Araştırmayı yürütenlerden profesör Yadu Pokhrel, Akdeniz bölgesinde, Afrika’da, ABD’nin birtakım bölgelerinde, Avustralya’da ve Amazon ırmağında su kıtlığının “özellikle alarm verici” olduğunun altını çizdi. 2100 yılına kadar her 12 bireyden 1’inin su kıtlığı ile karşı karşıya kalacağını işaret eden bilim insanı, 20. yüzyılın sonunda bu sayının 33’te 1 olduğunun altını çizdi.
“Bu su stok azalışının ve gelecekte artacak kuraklıkların en önemli sebebinin yer altı sularının pompalanmasının ya da sulamadan çok iklim değişikliği” olduğunu belirten Pokhrel, karbon emisyonlarından çok daha evvel insanlığın kuraklık tehlikesi ile karşı karşıya kaldığını belirtti.
YERYÜZÜ İÇİN İKİ SENARYO OLUŞTURULDU
Pokhrel’in de ortalarında bulunduğu mühendis ile hidrologlardan oluşan memleketler arası bir grup, iklim değişikliğinin yeryüzünün kullanılabilir tüm su kaynakları üzerinde gelecekte yaratacağı etkiyi birinci sefer hesaplamayı başardı. NASA’nın iki GRACE (Gravity Recovery and Climate Experiment) uydusu ile 2002’den 2017’ye kadar topladığı dataları inceleyen bilim insanları, iklim değişikliğinin tesirlerini hesaplayabilmek için iki senaryo üretti.

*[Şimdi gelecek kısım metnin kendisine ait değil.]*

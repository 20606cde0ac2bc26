use serde::{Deserialize, Serialize};

/// What is known locally about a synchronized file.
#[derive(Debug, Clone, Default, Serialize, Deserialize, PartialEq, Eq)]
pub struct LocalFileState {
    pub local_present: bool,
    /// Local modification time (unix seconds) recorded by the store.
    pub local_modified: Option<i64>,
    /// Time of the last successful transfer in either direction.
    pub last_synced: Option<i64>,
    /// Entity-tag the server reported at the last successful transfer.
    pub synced_etag: Option<String>,
}

impl LocalFileState {
    fn locally_modified(&self) -> bool {
        match (self.local_modified, self.last_synced) {
            (Some(modified), Some(synced)) => modified > synced,
            (Some(_), None) => true,
            (None, _) => false,
        }
    }
}

#[derive(Debug, Clone, Serialize, Deserialize, PartialEq, Eq)]
pub enum RemoteFileState {
    Missing,
    Present { etag: String },
}

#[derive(Debug, Clone, Serialize, Deserialize, PartialEq, Eq)]
pub enum SyncVerdict {
    AlreadySynchronized,
    Upload,
    Download,
    Conflict { remote_etag: String },
    FileNotFound,
}

/// Decide what a synchronization pass must do for one file.
///
/// Rules are evaluated in order; the first match wins.
pub fn decide(local: &LocalFileState, remote: &RemoteFileState) -> SyncVerdict {
    let remote_etag = match remote {
        RemoteFileState::Present { etag } => etag,
        RemoteFileState::Missing => return SyncVerdict::FileNotFound,
    };

    if !local.local_present {
        return SyncVerdict::Download;
    }

    let local_changed = local.locally_modified();
    let remote_changed = local.synced_etag.as_deref() != Some(remote_etag.as_str());

    match (local_changed, remote_changed) {
        (true, false) => SyncVerdict::Upload,
        (false, true) => SyncVerdict::Download,
        (true, true) => SyncVerdict::Conflict {
            remote_etag: remote_etag.clone(),
        },
        (false, false) => SyncVerdict::AlreadySynchronized,
    }
}
use base64::engine::general_purpose::STANDARD;
use base64::Engine as _;
use bytes::Bytes;
use camino::{Utf8Path, Utf8PathBuf};
use reqwest::header::HeaderMap;
use reqwest::{Method, StatusCode, Url};
use std::sync::Arc;
use stratus_core::TusSupport;
use tokio_util::sync::CancellationToken;

mod client;

pub use client::{default_http_client, ReqwestTransferClient};

pub const TUS_RESUMABLE: &str = "Tus-Resumable";
pub const TUS_VERSION: &str = "Tus-Version";
pub const TUS_EXTENSION: &str = "Tus-Extension";
pub const TUS_MAX_SIZE: &str = "Tus-Max-Size";
pub const TUS_MAX_CHUNK_SIZE: &str = "Tus-Max-Chunk-Size";
pub const UPLOAD_OFFSET: &str = "Upload-Offset";
pub const UPLOAD_LENGTH: &str = "Upload-Length";
pub const UPLOAD_METADATA: &str = "Upload-Metadata";
pub const UPLOAD_EXPIRES: &str = "Upload-Expires";
pub const UPLOAD_CHECKSUM: &str = "Upload-Checksum";
pub const METHOD_OVERRIDE: &str = "X-HTTP-Method-Override";
pub const OFFSET_CONTENT_TYPE: &str = "application/offset+octet-stream";

/// Bytes-sent (or received) delta callback.
pub type ProgressFn = Arc<dyn Fn(u64) + Send + Sync>;

#[derive(Debug, Clone)]
pub enum RequestBody {
    Empty,
    Bytes(Bytes),
    /// Stream `len` bytes of `path` starting at `offset`.
    FileWindow {
        path: Utf8PathBuf,
        offset: u64,
        len: u64,
    },
}

impl RequestBody {
    pub fn len(&self) -> u64 {
        match self {
            RequestBody::Empty => 0,
            RequestBody::Bytes(b) => b.len() as u64,
            RequestBody::FileWindow { len, .. } => *len,
        }
    }

    pub fn is_empty(&self) -> bool {
        self.len() == 0
    }
}

#[derive(Debug, Clone)]
pub struct TransferRequest {
    pub method: Method,
    pub url: Url,
    pub headers: Vec<(String, String)>,
    pub body: RequestBody,
}

impl TransferRequest {
    pub fn new(method: Method, url: Url) -> Self {
        Self {
            method,
            url,
            headers: Vec::new(),
            body: RequestBody::Empty,
        }
    }

    pub fn header(mut self, name: &str, value: impl Into<String>) -> Self {
        self.headers.push((name.to_string(), value.into()));
        self
    }

    pub fn header_opt(self, name: &str, value: Option<&str>) -> Self {
        match value {
            Some(v) => self.header(name, v),
            None => self,
        }
    }

    pub fn body(mut self, body: RequestBody) -> Self {
        self.body = body;
        self
    }

    pub fn header_value(&self, name: &str) -> Option<&str> {
        self.headers
            .iter()
            .find(|(k, _)| k.eq_ignore_ascii_case(name))
            .map(|(_, v)| v.as_str())
    }
}

#[derive(Debug, Clone)]
pub struct TransferResponse {
    pub status: StatusCode,
    pub headers: HeaderMap,
    pub body: Bytes,
}

impl TransferResponse {
    pub fn new(status: StatusCode) -> Self {
        Self {
            status,
            headers: HeaderMap::new(),
            body: Bytes::new(),
        }
    }

    pub fn header(&self, name: &str) -> Option<&str> {
        self.headers.get(name).and_then(|v| v.to_str().ok())
    }

    pub fn header_u64(&self, name: &str) -> Option<u64> {
        self.header(name).and_then(|v| v.trim().parse().ok())
    }

    /// Entity-tag of the written resource (`OC-ETag` wins over `ETag`).
    pub fn etag(&self) -> Option<String> {
        self.header("OC-ETag")
            .or_else(|| self.header("ETag"))
            .map(|e| e.to_string())
    }
}

/// Per-request cooperative controls.
#[derive(Clone, Default)]
pub struct RequestContext {
    pub cancel: CancellationToken,
    pub progress: Option<ProgressFn>,
}

impl RequestContext {
    pub fn new(cancel: CancellationToken) -> Self {
        Self {
            cancel,
            progress: None,
        }
    }

    pub fn with_progress(mut self, progress: ProgressFn) -> Self {
        self.progress = Some(progress);
        self
    }

    pub(crate) fn report(&self, delta: u64) {
        if let Some(cb) = &self.progress {
            cb(delta);
        }
    }
}

#[derive(Debug, thiserror::Error)]
pub enum HttpError {
    #[error("{method} {url} failed: {message}")]
    Transport {
        method: String,
        url: String,
        message: String,
        timeout: bool,
    },
    #[error("request cancelled")]
    Cancelled,
    #[error("local IO error: {0}")]
    Io(#[from] std::io::Error),
    #[error("invalid request: {0}")]
    InvalidRequest(String),
}

/// Authenticated HTTP client used by the transfer drivers.
///
/// Non-2xx answers are returned as responses, not errors; only transport
/// failures, cancellation and local I/O surface as [`HttpError`].
#[async_trait::async_trait]
pub trait TransferClient: Send + Sync {
    async fn send(
        &self,
        req: TransferRequest,
        ctx: &RequestContext,
    ) -> Result<TransferResponse, HttpError>;

    /// GET `url` and stream a 2xx body into `dest`. Other statuses leave
    /// `dest` untouched and are returned as-is.
    async fn download_to(
        &self,
        url: Url,
        headers: Vec<(String, String)>,
        dest: &Utf8Path,
        ctx: &RequestContext,
    ) -> Result<TransferResponse, HttpError>;
}

/// Ask a collection which resumable-upload features the server offers.
pub async fn probe_tus(
    client: &dyn TransferClient,
    collection: Url,
    ctx: &RequestContext,
) -> Result<Option<TusSupport>, HttpError> {
    let resp = client
        .send(
            TransferRequest::new(Method::OPTIONS, collection)
                .header(TUS_RESUMABLE, stratus_config::TUS_VERSION),
            ctx,
        )
        .await?;
    if !resp.status.is_success() {
        tracing::debug!("OPTIONS returned {}; resumable uploads unavailable", resp.status);
        return Ok(None);
    }
    let tus = TusSupport::from_headers(
        resp.header(TUS_VERSION),
        resp.header(TUS_EXTENSION),
        resp.header(TUS_MAX_SIZE),
    )
    .map(|tus| tus.with_transport_hints(resp.header(TUS_MAX_CHUNK_SIZE), resp.header("Allow")));
    Ok(tus)
}

/// Encode `Upload-Metadata`: comma separated `key base64(value)` pairs.
pub fn encode_upload_metadata(pairs: &[(&str, &str)]) -> String {
    pairs
        .iter()
        .map(|(k, v)| format!("{k} {}", STANDARD.encode(v.as_bytes())))
        .collect::<Vec<_>>()
        .join(",")
}
use reqwest::StatusCode;
use stratus_core::tus::TusViolation;
use stratus_core::ResultCode;
use stratus_infra::{ChecksumError, HttpError};
use stratus_persistence::{StorageError, StorageErrorKind};

/// What the worker must do with a failed transfer.
#[derive(Debug, Clone, Copy, PartialEq, Eq)]
pub enum Disposition {
    /// Re-queue the whole unit of work for the scheduler's backoff.
    Retry,
    /// Mark FAILED and notify; never retried automatically.
    Fatal(FatalKind),
    /// Stopped on request; the record goes back to the queue untouched.
    Cancelled,
}

#[derive(Debug, Clone, Copy, PartialEq, Eq)]
pub enum FatalKind {
    /// The user has to log in again.
    NeedsReauth,
    Generic,
}

/// The single error type raised by every transfer driver.
#[derive(Debug, thiserror::Error)]
pub enum TransferError {
    #[error("local file {path} does not exist")]
    LocalFileNotFound { path: String },
    #[error("no permission to read {path}")]
    LocalPermissionDenied { path: String },
    #[error("cannot read {path}: {source}")]
    LocalIo {
        path: String,
        #[source]
        source: std::io::Error,
    },
    #[error(transparent)]
    Http(#[from] HttpError),
    #[error("{method} {url} answered {status}")]
    Status {
        method: String,
        url: String,
        status: StatusCode,
    },
    #[error("server rejected the credentials ({status})")]
    Unauthorized { status: StatusCode },
    #[error("access to {url} is forbidden")]
    Forbidden { url: String },
    #[error("{url} changed on the server since it was last seen")]
    PreconditionFailed { url: String },
    #[error("{url} does not exist on the server")]
    RemoteNotFound { url: String },
    #[error("upload session {url} expired on the server")]
    SessionExpired { url: String },
    #[error("server refused to create an upload session ({status})")]
    CreateRejected { status: StatusCode },
    #[error("{context}: response lacks the {header} header")]
    MissingHeader {
        header: &'static str,
        context: &'static str,
    },
    #[error("protocol violation: {0}")]
    Protocol(#[from] TusViolation),
    #[error("transfer state: {0}")]
    Storage(#[from] StorageError),
    #[error("no unresolved conflict is recorded for {remote_path}")]
    NoConflict { remote_path: String },
    #[error("transfer cancelled")]
    Cancelled,
}

fn io_disposition(err: &std::io::Error) -> Disposition {
    match err.kind() {
        std::io::ErrorKind::NotFound | std::io::ErrorKind::PermissionDenied => {
            Disposition::Fatal(FatalKind::Generic)
        }
        _ => Disposition::Retry,
    }
}

fn status_disposition(status: StatusCode) -> Disposition {
    if status == StatusCode::UNAUTHORIZED {
        Disposition::Fatal(FatalKind::NeedsReauth)
    } else if status.is_server_error()
        || status == StatusCode::REQUEST_TIMEOUT
        || status == StatusCode::TOO_MANY_REQUESTS
    {
        Disposition::Retry
    } else {
        Disposition::Fatal(FatalKind::Generic)
    }
}

fn io_result_code(err: &std::io::Error) -> ResultCode {
    match err.kind() {
        std::io::ErrorKind::NotFound => ResultCode::LocalFileNotFound,
        std::io::ErrorKind::PermissionDenied => ResultCode::PermissionDenied,
        _ => ResultCode::Unknown,
    }
}

impl TransferError {
    /// Decide retry vs. fatal. This is the only place that makes that call.
    pub fn classify(&self) -> Disposition {
        use TransferError::*;
        match self {
            Cancelled | Http(HttpError::Cancelled) => Disposition::Cancelled,
            Unauthorized { .. } => Disposition::Fatal(FatalKind::NeedsReauth),
            LocalFileNotFound { .. }
            | LocalPermissionDenied { .. }
            | Forbidden { .. }
            | PreconditionFailed { .. }
            | RemoteNotFound { .. }
            | MissingHeader { .. }
            | Protocol(_)
            | NoConflict { .. }
            | Http(HttpError::InvalidRequest(_)) => Disposition::Fatal(FatalKind::Generic),
            LocalIo { source, .. } | Http(HttpError::Io(source)) => io_disposition(source),
            Http(HttpError::Transport { .. }) => Disposition::Retry,
            Status { status, .. } | CreateRejected { status } => status_disposition(*status),
            SessionExpired { .. } => Disposition::Retry,
            Storage(e) => match e.kind() {
                StorageErrorKind::Busy | StorageErrorKind::Io | StorageErrorKind::Backend => {
                    Disposition::Retry
                }
                _ => Disposition::Fatal(FatalKind::Generic),
            },
        }
    }

    pub fn result_code(&self) -> ResultCode {
        use TransferError::*;
        match self {
            Cancelled | Http(HttpError::Cancelled) => ResultCode::Cancelled,
            LocalFileNotFound { .. } => ResultCode::LocalFileNotFound,
            LocalPermissionDenied { .. } | Forbidden { .. } => ResultCode::PermissionDenied,
            LocalIo { source, .. } | Http(HttpError::Io(source)) => io_result_code(source),
            Http(HttpError::Transport { .. }) => ResultCode::NetworkError,
            Http(HttpError::InvalidRequest(_)) | Storage(_) | NoConflict { .. } => {
                ResultCode::Unknown
            }
            Status { status, .. } | CreateRejected { status } => {
                if status.is_server_error() {
                    ResultCode::ServerError
                } else if *status == StatusCode::REQUEST_TIMEOUT {
                    ResultCode::NetworkError
                } else {
                    ResultCode::Unknown
                }
            }
            Unauthorized { .. } => ResultCode::Unauthorized,
            PreconditionFailed { .. } => ResultCode::PreconditionFailed,
            RemoteNotFound { .. } => ResultCode::RemoteFileNotFound,
            SessionExpired { .. } => ResultCode::SessionExpired,
            Protocol(TusViolation::RetriesExhausted { .. }) => ResultCode::RetriesExhausted,
            MissingHeader { .. } | Protocol(_) => ResultCode::ProtocolViolation,
        }
    }

    /// Failures that allow abandoning a resumable attempt for another strategy.
    pub(crate) fn allows_fallback(&self) -> bool {
        match self {
            TransferError::CreateRejected { .. }
            | TransferError::MissingHeader {
                header: "Location",
                ..
            }
            | TransferError::Http(HttpError::Transport { .. }) => true,
            TransferError::Status { status, .. } => *status != StatusCode::UNAUTHORIZED,
            _ => false,
        }
    }

    /// Failures the TUS loop answers with an offset re-query instead of giving up.
    pub(crate) fn is_transient(&self) -> bool {
        match self {
            TransferError::Http(HttpError::Transport { .. }) => true,
            TransferError::Status { status, .. } => {
                status.is_server_error()
                    || *status == StatusCode::REQUEST_TIMEOUT
                    || *status == StatusCode::CONFLICT
                    || *status == StatusCode::TOO_MANY_REQUESTS
                    // 460: checksum mismatch (TUS checksum extension)
                    || status.as_u16() == 460
            }
            _ => false,
        }
    }

    pub(crate) fn local(path: &str, err: ChecksumError) -> Self {
        match err {
            ChecksumError::Io(e) => match e.kind() {
                std::io::ErrorKind::NotFound => TransferError::LocalFileNotFound {
                    path: path.to_string(),
                },
                std::io::ErrorKind::PermissionDenied => TransferError::LocalPermissionDenied {
                    path: path.to_string(),
                },
                _ => TransferError::LocalIo {
                    path: path.to_string(),
                    source: e,
                },
            },
            other => TransferError::LocalIo {
                path: path.to_string(),
                source: std::io::Error::new(std::io::ErrorKind::UnexpectedEof, other.to_string()),
            },
        }
    }

    pub(crate) fn invalid(message: impl Into<String>) -> Self {
        TransferError::Http(HttpError::InvalidRequest(message.into()))
    }
}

Birinci senaryoda insanlığın 2015 Paris Mutabakatı’na uygun olarak, insanlığın metan ve karbondioksit emisyonlarını global ısınmayı iki santigrat derecenin altına düşürmeye yetecek kadar azalttığı varsayıldı. İkinci senaryoda ise karbon kirliliğinde daha yavaş bir azalma olduğu öngörüldü.
Daha iyimser olan birinci senaryoda orta ila şiddetli kuraklıklar yüzyılın ortalarına yanlışsız artıp akabinde istikrar kazanırken çok su kıtlıkları da sık bir halde artmaya devam ediyor.
RCP6.0 olarak bilinen ikinci senaryoya nazaran ise Pokhrel, “Aşırı ve istisnai kuraklıklar 2100 yılına kadar iki katından fazla artarak yakın geçmişte yüzde üçlük bir orana sahipken yüzde sekize yükselebileceğini işaret ediyor” dedi.